New machine, picked her up today. Amazing bike. Absolutely love it. 

*Spec* -_* Carbon black, red and white. Size 54cm. Zipp 404 tubular with Vittoria tubs, s-works seat post, Campagnola Super Record 2011 shifters, front and rear mech, chain and cassette (12-25), Campag cabling, TRP 970SL calipers, Rotor 170mm crankset (52-36) with ceramic bearings, Look Keo blade pedals, Zipp water cages, pro integrated stem and bars, Fizik bar tape.*_ Still fettling with the saddle position and height as well as saddle but the Charge spoon works well for me ! I might switch to white bars, but as of yet undecided.

Total weight as seen *14.5lb* and fast. Over the moon with this bike. My first Specialized bike and I am now a new world carbon convert. ( Will de-sticker the forks later)


----------



## tober1 (Feb 6, 2009)

--- mega secks ---
phurst.


----------



## tommyturbo (Jan 24, 2002)

If you go with white bars or bar tape, you just gotta go with a white saddle. I ride Campy SR11 and just added white cable housings. Friends tell me that it looks "Pro," for what that's worth.
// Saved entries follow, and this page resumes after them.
use std::sync::Arc;

use axum::{
    extract::{Extension, Path},
    http::StatusCode,
    response::Response,
    routing::get,
    Router,
};

use propledger_auth::Permission;
use propledger_core::ContractId;
use propledger_ledger::{Contract, ContractDraft, ContractRevision};

use crate::app::dto::{self, ApiJson, ApiQuery, ListQuery};
use crate::app::errors;
use crate::app::routes::common::{get_entity, guard, list_entities};
use crate::app::services::AppServices;
use crate::context::{PrincipalContext, TenantContext};

pub fn router() -> Router {
    Router::new()
        .route("/", get(list_contracts).post(create_contract))
        .route("/:id", get(get_contract).put(update_contract).delete(delete_contract))
}

/// POST /contracts - sign a contract and mark its unit sold
pub async fn create_contract(
    Extension(services): Extension<Arc<AppServices>>,
    Extension(tenant): Extension<TenantContext>,
    Extension(principal): Extension<PrincipalContext>,
    ApiJson(body): ApiJson<ContractDraft>,
) -> Response {
    if let Err(resp) = guard(&tenant, &principal, &Permission::LEDGER_WRITE) {
        return resp;
    }
    match services.create_contract(tenant.tenant_id(), &principal.actor(), body).await {
        Ok(contract) => dto::ok(StatusCode::CREATED, contract),
        Err(e) => errors::ledger_error_to_response(e),
    }
}

pub async fn list_contracts(
    Extension(services): Extension<Arc<AppServices>>,
    Extension(tenant): Extension<TenantContext>,
    Extension(principal): Extension<PrincipalContext>,
    ApiQuery(query): ApiQuery<ListQuery>,
) -> Response {
    if let Err(resp) = guard(&tenant, &principal, &Permission::LEDGER_READ) {
        return resp;
    }
    list_entities::<Contract>(&services, tenant.tenant_id(), query).await
}

pub async fn get_contract(
    Extension(services): Extension<Arc<AppServices>>,
    Extension(tenant): Extension<TenantContext>,
    Extension(principal): Extension<PrincipalContext>,
    Path(id): Path<String>,
) -> Response {
    if let Err(resp) = guard(&tenant, &principal, &Permission::LEDGER_READ) {
        return resp;
    }
    get_entity::<Contract>(&services, tenant.tenant_id(), &id).await
}

pub async fn update_contract(
    Extension(services): Extension<Arc<AppServices>>,
    Extension(tenant): Extension<TenantContext>,
    Extension(principal): Extension<PrincipalContext>,
    Path(id): Path<String>,
    ApiJson(body): ApiJson<ContractRevision>,
) -> Response {
    if let Err(resp) = guard(&tenant, &principal, &Permission::LEDGER_WRITE) {
        return resp;
    }
    let id: ContractId = match dto::parse_id(&id) {
        Ok(id) => id,
        Err(resp) => return resp,
    };
    match services.update_contract(tenant.tenant_id(), &principal.actor(), id, body).await {
        Ok(contract) => dto::ok(StatusCode::OK, contract),
        Err(e) => errors::ledger_error_to_response(e),
    }
}

/// DELETE /contracts/:id - cascades to installments and broker dues, frees the unit
pub async fn delete_contract(
    Extension(services): Extension<Arc<AppServices>>,
    Extension(tenant): Extension<TenantContext>,
    Extension(principal): Extension<PrincipalContext>,
    Path(id): Path<String>,
) -> Response {
    if let Err(resp) = guard(&tenant, &principal, &Permission::LEDGER_WRITE) {
        return resp;
    }
    let id: ContractId = match dto::parse_id(&id) {
        Ok(id) => id,
        Err(resp) => return resp,
    };
    match services.delete_contract(tenant.tenant_id(), &principal.actor(), id).await {
        Ok(removal) => dto::ok_with_message(StatusCode::OK, removal, "contract deleted"),
        Err(e) => errors::ledger_error_to_response(e),
    }
}
impl Validate for Customer {
    fn field_values(&self) -> Vec<(&'static str, FieldValue<'_>)> {
        vec![
            ("name", FieldValue::Text(&self.name)),
            ("phone", FieldValue::Text(&self.phone)),
            ("national_id", FieldValue::OptText(self.national_id.as_deref())),
            ("address", FieldValue::OptText(self.address.as_deref())),
        ]
    }
}

impl Record for Customer {
    type Draft = CustomerDraft;

    fn create(id: CustomerId, draft: CustomerDraft, now: DateTime<Utc>) -> Self {
        Self {
            id,
            name: draft.name,
            phone: draft.phone,
            national_id: draft.national_id,
            address: draft.address,
            notes: draft.notes,
            created_at: now,
            updated_at: now,
        }
    }

    fn revise(&mut self, draft: CustomerDraft, now: DateTime<Utc>) {
        self.name = draft.name;
        self.phone = draft.phone;
        self.national_id = draft.national_id;
        self.address = draft.address;
        self.notes = draft.notes;
        self.updated_at = now;
    }
}

// -------------------------
// Partner groups and partners
// -------------------------

#[derive(Debug, Clone, PartialEq, Eq, Serialize, Deserialize)]
pub struct PartnerGroup {
    pub id: PartnerGroupId,
    pub name: String,
    #[serde(default)]
    pub notes: Option<String>,
    pub created_at: DateTime<Utc>,
    pub updated_at: DateTime<Utc>,
}

#[derive(Debug, Clone, Deserialize)]
pub struct PartnerGroupDraft {
    pub name: String,
    #[serde(default)]
    pub notes: Option<String>,
}

impl Entity for PartnerGroup {
    const KIND: EntityKind = EntityKind::PartnerGroup;
    type Id = PartnerGroupId;

    fn id(&self) -> PartnerGroupId {
        self.id
    }
}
White would look hot with your white decals.


----------



## Vee (Jun 17, 2010)

Love the paint on that bike. Even more so than what they put on the Venge.


----------



## jnbrown (Dec 9, 2009)

That is the color I ordered.
Thanks for the nice pics, much better than what Specialized has on their web site.
Although I think 2010 and earlier paint design was better.
I don't get the S-Works and Tarmac on the INSIDE of the chain stays and fork.


----------



## RkFast (Dec 11, 2004)

Starting to see these new builds come in......cant wait for mine!!!!!!


----------



## fritzbox (Mar 11, 2008)

Great S-Works , i wait for the new saxobank :thumbsup:


----------



## boycow0109 (Feb 13, 2011)

*warranty*

Think twice before removing the graphics from your frame or fork. S is very specific regarding warranty issues, removing paint/graphics or painting voids the warranty.
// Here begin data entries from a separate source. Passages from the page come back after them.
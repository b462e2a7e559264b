//! Write-time policies that span several records.

use rust_decimal::Decimal;
use serde::Serialize;

use propledger_core::{
    BrokerDueId, DomainError, DomainResult, EntityKind, InstallmentId, Reference,
};

use crate::installment::Installment;
use crate::parties::{BrokerDue, BrokerDueStatus, UnitPartner};
use crate::property::Contract;
use crate::voucher::Voucher;

/// Rows soft-deleted together with a contract.
#[derive(Debug, Clone, Default, PartialEq, Eq, Serialize)]
pub struct ContractCascade {
    pub installments: Vec<InstallmentId>,
    pub broker_dues: Vec<BrokerDueId>,
}

/// Decide whether `contract` may be deleted and what goes with it.
///
/// Deletion is refused once money has moved for the unit: an active voucher
/// on the unit, or any installment with a paid amount. Otherwise the
/// contract's own installments and pending broker dues are removed with it.
pub fn contract_deletion(
    contract: &Contract,
    vouchers: &[Voucher],
    installments: &[Installment],
    broker_dues: &[BrokerDue],
) -> DomainResult<ContractCascade> {
    if let Some(v) = vouchers.iter().find(|v| v.unit_id == Some(contract.unit_id)) {
        return Err(DomainError::conflict(format!(
            "contract {} cannot be deleted: voucher {} is recorded on its unit",
            contract.id, v.id
        )));
    }

    let unit_installments = installments
        .iter()
        .filter(|i| i.unit_id == contract.unit_id || i.contract_id == Some(contract.id));
    if let Some(i) = unit_installments.clone().find(|i| !i.paid_amount.is_zero()) {
        return Err(DomainError::conflict(format!(
            "contract {} cannot be deleted: installment {} has payments",
            contract.id, i.id
        )));
    }

    if let Some(d) = broker_dues
        .iter()
        .find(|d| d.contract_id == Some(contract.id) && d.status == BrokerDueStatus::Paid)
    {
        return Err(DomainError::conflict(format!(
            "contract {} cannot be deleted: broker due {} is paid",
            contract.id, d.id
        )));
    }

    Ok(ContractCascade {
        installments: unit_installments
            .filter(|i| i.contract_id == Some(contract.id))
            .map(|i| i.id)
            .collect(),
        broker_dues: broker_dues
            .iter()
            .filter(|d| d.contract_id == Some(contract.id))
            .map(|d| d.id)
            .collect(),
    })
}

/// Active ownership shares of one unit may not exceed 100%.
pub fn unit_ownership(candidate: &UnitPartner, existing: &[UnitPartner]) -> DomainResult<()> {
    let others: Decimal = existing
        .iter()
        .filter(|p| p.unit_id == candidate.unit_id && p.id != candidate.id)
        .map(|p| p.percentage)
        .sum();

    if others + candidate.percentage > Decimal::ONE_HUNDRED {
        return Err(DomainError::validation(format!(
            "unit_partner.percentage: unit shares would total {}%",
            others + candidate.percentage
        )));
    }

    if existing
        .iter()
        .any(|p| p.unit_id == candidate.unit_id && p.partner_id == candidate.partner_id && p.id != candidate.id)
    {
        return Err(DomainError::conflict("partner already holds a share of this unit"));
    }

    Ok(())
}

/// Kinds whose rows may hold a foreign key to `kind`.
pub fn dependent_kinds(kind: EntityKind) -> &'static [EntityKind] {
    match kind {
        EntityKind::Customer => &[EntityKind::Contract],
        EntityKind::Unit => &[
            EntityKind::Contract,
            EntityKind::Installment,
            EntityKind::UnitPartner,
            EntityKind::Voucher,
        ],
        EntityKind::PartnerGroup => &[EntityKind::Partner],
        EntityKind::Partner => &[EntityKind::UnitPartner, EntityKind::PartnerDebt],
        EntityKind::Broker => &[EntityKind::Contract, EntityKind::BrokerDue],
        EntityKind::Contract => &[EntityKind::Installment, EntityKind::BrokerDue],
        EntityKind::Safe => &[EntityKind::Voucher, EntityKind::Transfer],
        EntityKind::UnitPartner
        | EntityKind::BrokerDue
        | EntityKind::PartnerDebt
        | EntityKind::Installment
        | EntityKind::Transfer
        | EntityKind::Voucher => &[],
    }
}

/// Refuse deletion when any active row still points at `target`.
pub fn ensure_unreferenced(target: Reference, holders: &[(Reference, Vec<Reference>)]) -> DomainResult<()> {
    match holders.iter().find(|(_, refs)| refs.contains(&target)) {
        Some((holder, _)) => Err(DomainError::conflict(format!(
            "{} {} is still referenced by {} {}",
            target.kind, target.id, holder.kind, holder.id
        ))),
        None => Ok(()),
    }
}

#[cfg(test)]
mod tests {
    use super::*;
    use crate::installment::InstallmentDraft;
    use crate::parties::UnitPartnerDraft;
    use crate::property::ContractDraft;
    use crate::record::Record;
    use crate::voucher::{VoucherDraft, VoucherKind};
    use chrono::{NaiveDate, Utc};
    use propledger_core::{
        ContractId, CustomerId, Money, PartnerId, SafeId, UnitId, UnitPartnerId, VoucherId,
    };

    fn day() -> NaiveDate {
        NaiveDate::from_ymd_opt(2024, 1, 1).unwrap()
    }

    fn contract(unit_id: UnitId) -> Contract {
        Contract::sign(
            ContractId::new(),
            ContractDraft {
                unit_id,
                customer_id: CustomerId::new(),
                total_price: Money::from(500_000),
                discount_amount: Money::ZERO,
                broker_id: None,
                broker_name: None,
                broker_amount: Money::ZERO,
                start_date: day(),
                notes: None,
            },
            Utc::now(),
        )
    }

    fn installment(c: &Contract) -> Installment {
        Installment::create(
            InstallmentId::new(),
            InstallmentDraft {
                unit_id: c.unit_id,
                contract_id: Some(c.id),
                amount: Money::from(1000),
                due_date: day(),
                notes: None,
            },
            Utc::now(),
        )
    }

    #[test]
    fn unpaid_contract_cascades_its_installments() {
        let c = contract(UnitId::new());
        let i = installment(&c);
        let cascade = contract_deletion(&c, &[], &[i.clone()], &[]).unwrap();
        assert_eq!(cascade.installments, vec![i.id]);
    }

    #[test]
    fn paid_installment_blocks_deletion() {
        let c = contract(UnitId::new());
        let mut i = installment(&c);
        i.apply_payment(Money::from(10), Utc::now()).unwrap();
        assert!(matches!(
            contract_deletion(&c, &[], &[i], &[]),
            Err(DomainError::Conflict(_))
        ));
    }

    #[test]
    fn unit_voucher_blocks_deletion() {
        let c = contract(UnitId::new());
        let v = Voucher::record(
            VoucherId::new(),
            VoucherDraft {
                kind: VoucherKind::Receipt,
                date: day(),
                amount: Money::from(10),
                safe_id: SafeId::new(),
                description: String::new(),
                party_name: None,
                unit_id: Some(c.unit_id),
            },
            Utc::now(),
        );
        assert!(contract_deletion(&c, &[v], &[], &[]).is_err());
    }

    fn share(unit_id: UnitId, pct: i64) -> UnitPartner {
        UnitPartner::create(
            UnitPartnerId::new(),
            UnitPartnerDraft {
                unit_id,
                partner_id: PartnerId::new(),
                percentage: Decimal::from(pct),
            },
            Utc::now(),
        )
    }

    #[test]
    fn ownership_cannot_exceed_one_hundred_percent() {
        let unit = UnitId::new();
        let existing = vec![share(unit, 60), share(UnitId::new(), 90)];
        assert!(unit_ownership(&share(unit, 40), &existing).is_ok());
        assert!(unit_ownership(&share(unit, 41), &existing).is_err());

        // Updating an existing share does not count it twice.
        let mut edited = existing[0].clone();
        edited.percentage = Decimal::from(100);
        assert!(unit_ownership(&edited, &existing).is_ok());
    }

    #[test]
    fn referenced_rows_are_protected() {
        let unit = UnitId::new();
        let target = Reference::new(EntityKind::Unit, unit);
        let holder = Reference::new(EntityKind::Contract, ContractId::new());
        let holders = vec![(holder, vec![target])];
        assert!(ensure_unreferenced(target, &holders).is_err());
        assert!(ensure_unreferenced(Reference::new(EntityKind::Unit, UnitId::new()), &holders).is_ok());
    }
}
I have the same frame and had visions of removing most of the white stripes and decided not to when I received word from my builder and from S via e-mail.
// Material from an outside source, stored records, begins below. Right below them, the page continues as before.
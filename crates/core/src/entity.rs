//! Entity trait: identity + continuity across state changes.

use serde::de::DeserializeOwned;
use serde::{Deserialize, Serialize};
use uuid::Uuid;

/// Every persisted record type, in the order backups list them.
#[derive(Debug, Copy, Clone, PartialEq, Eq, Hash, PartialOrd, Ord, Serialize, Deserialize)]
#[serde(rename_all = "snake_case")]
pub enum EntityKind {
    Customer,
    Unit,
    PartnerGroup,
    Partner,
    UnitPartner,
    Broker,
    Contract,
    BrokerDue,
    PartnerDebt,
    Installment,
    Safe,
    Transfer,
    Voucher,
}

impl EntityKind {
    pub const ALL: [EntityKind; 13] = [
        EntityKind::Customer,
        EntityKind::Unit,
        EntityKind::PartnerGroup,
        EntityKind::Partner,
        EntityKind::UnitPartner,
        EntityKind::Broker,
        EntityKind::Contract,
        EntityKind::BrokerDue,
        EntityKind::PartnerDebt,
        EntityKind::Installment,
        EntityKind::Safe,
        EntityKind::Transfer,
        EntityKind::Voucher,
    ];

    /// Storage table backing this kind.
    pub fn table(self) -> &'static str {
        match self {
            EntityKind::Customer => "customers",
            EntityKind::Unit => "units",
            EntityKind::PartnerGroup => "partner_groups",
            EntityKind::Partner => "partners",
            EntityKind::UnitPartner => "unit_partners",
            EntityKind::Broker => "brokers",
            EntityKind::Contract => "contracts",
            EntityKind::BrokerDue => "broker_dues",
            EntityKind::PartnerDebt => "partner_debts",
            EntityKind::Installment => "installments",
            EntityKind::Safe => "safes",
            EntityKind::Transfer => "transfers",
            EntityKind::Voucher => "vouchers",
        }
    }

    /// Singular, human-readable name used in error messages and the audit log.
    pub fn as_str(self) -> &'static str {
        match self {
            EntityKind::Customer => "customer",
            EntityKind::Unit => "unit",
            EntityKind::PartnerGroup => "partner_group",
            EntityKind::Partner => "partner",
            EntityKind::UnitPartner => "unit_partner",
            EntityKind::Broker => "broker",
            EntityKind::Contract => "contract",
            EntityKind::BrokerDue => "broker_due",
            EntityKind::PartnerDebt => "partner_debt",
            EntityKind::Installment => "installment",
            EntityKind::Safe => "safe",
            EntityKind::Transfer => "transfer",
            EntityKind::Voucher => "voucher",
        }
    }
}

impl core::fmt::Display for EntityKind {
    fn fmt(&self, f: &mut core::fmt::Formatter<'_>) -> core::fmt::Result {
        f.write_str(self.as_str())
    }
}

/// A foreign key held by a record.
#[derive(Debug, Copy, Clone, PartialEq, Eq, Hash)]
pub struct Reference {
    pub kind: EntityKind,
    pub id: Uuid,
}

impl Reference {
    pub fn new(kind: EntityKind, id: impl Into<Uuid>) -> Self {
        Self { kind, id: id.into() }
    }
}

/// Entity marker + minimal interface.
///
/// Entities are serializable so stores can persist them without knowing their
/// shape; the kind decides which table they live in.
pub trait Entity: Clone + Serialize + DeserializeOwned + Send + Sync + 'static {
    const KIND: EntityKind;

    /// Strongly-typed entity identifier.
    type Id: Copy
        + Eq
        + core::hash::Hash
        + core::fmt::Debug
        + core::fmt::Display
        + Into<Uuid>
        + From<Uuid>
        + Send
        + Sync
        + 'static;

    /// Returns the entity identifier.
    fn id(&self) -> Self::Id;

    /// Foreign keys that must point at active rows when this record is written.
    fn references(&self) -> Vec<Reference> {
        Vec::new()
    }
}

#[cfg(test)]
mod tests {
    use super::*;
    use std::collections::HashSet;

    #[test]
    fn every_kind_has_a_distinct_table() {
        let tables: HashSet<_> = EntityKind::ALL.iter().map(|k| k.table()).collect();
        assert_eq!(tables.len(), EntityKind::ALL.len());
    }
}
If you want to make a change, hit the automotive store, get some pin stripping kits (glossy or matte black) in varying widths and you're all set!

You may add 30-80 grams to the frame, but at the very least you'll have the look you want.


----------



## boycow0109 (Feb 13, 2011)

Unless you're referring to the little yellow warning sticker....which I just saw! Doh!


----------



## Midwest Playa (Sep 12, 2008)

If you want to see a naked fork here it is I took mine off and dont care about the daggone warranty I am the one who has to look at it and besides I think that part of the fork is really Ugly. IMO


----------



## diegogarcia (Apr 29, 2010)

Having had the bike just over a week and a bit, I have put 200 miles on it and have to say it is incredible. It is sooo fast and light. Seriously, I have had some nice kit, but this thing is something else. Effortless is the words that spring to mind. Brilliant on the flat, but climbs better than any other bike I have ridden. So happy with it.


----------



## ewitz (Sep 11, 2002)

Black tape FTW, looks all business. Definitely less fussy.


----------



## boycow0109 (Feb 13, 2011)

Hey MidWestPlaya...what was your weapon of choice (process) in removing your graphics? Looks good!


----------



## Midwest Playa (Sep 12, 2008)

diegogarcia said:


> Having had the bike just over a week and a bit, I have put 200 miles on it and have to say it is incredible. It is sooo fast and light. Seriously, I have had some nice kit, but this thing is something else. Effortless is the words that spring to mind. Brilliant on the flat, but climbs better than any other bike I have ridden. So happy with it.



I Totally agree W you 100 percent I feel the same way with mine :thumbsup:


----------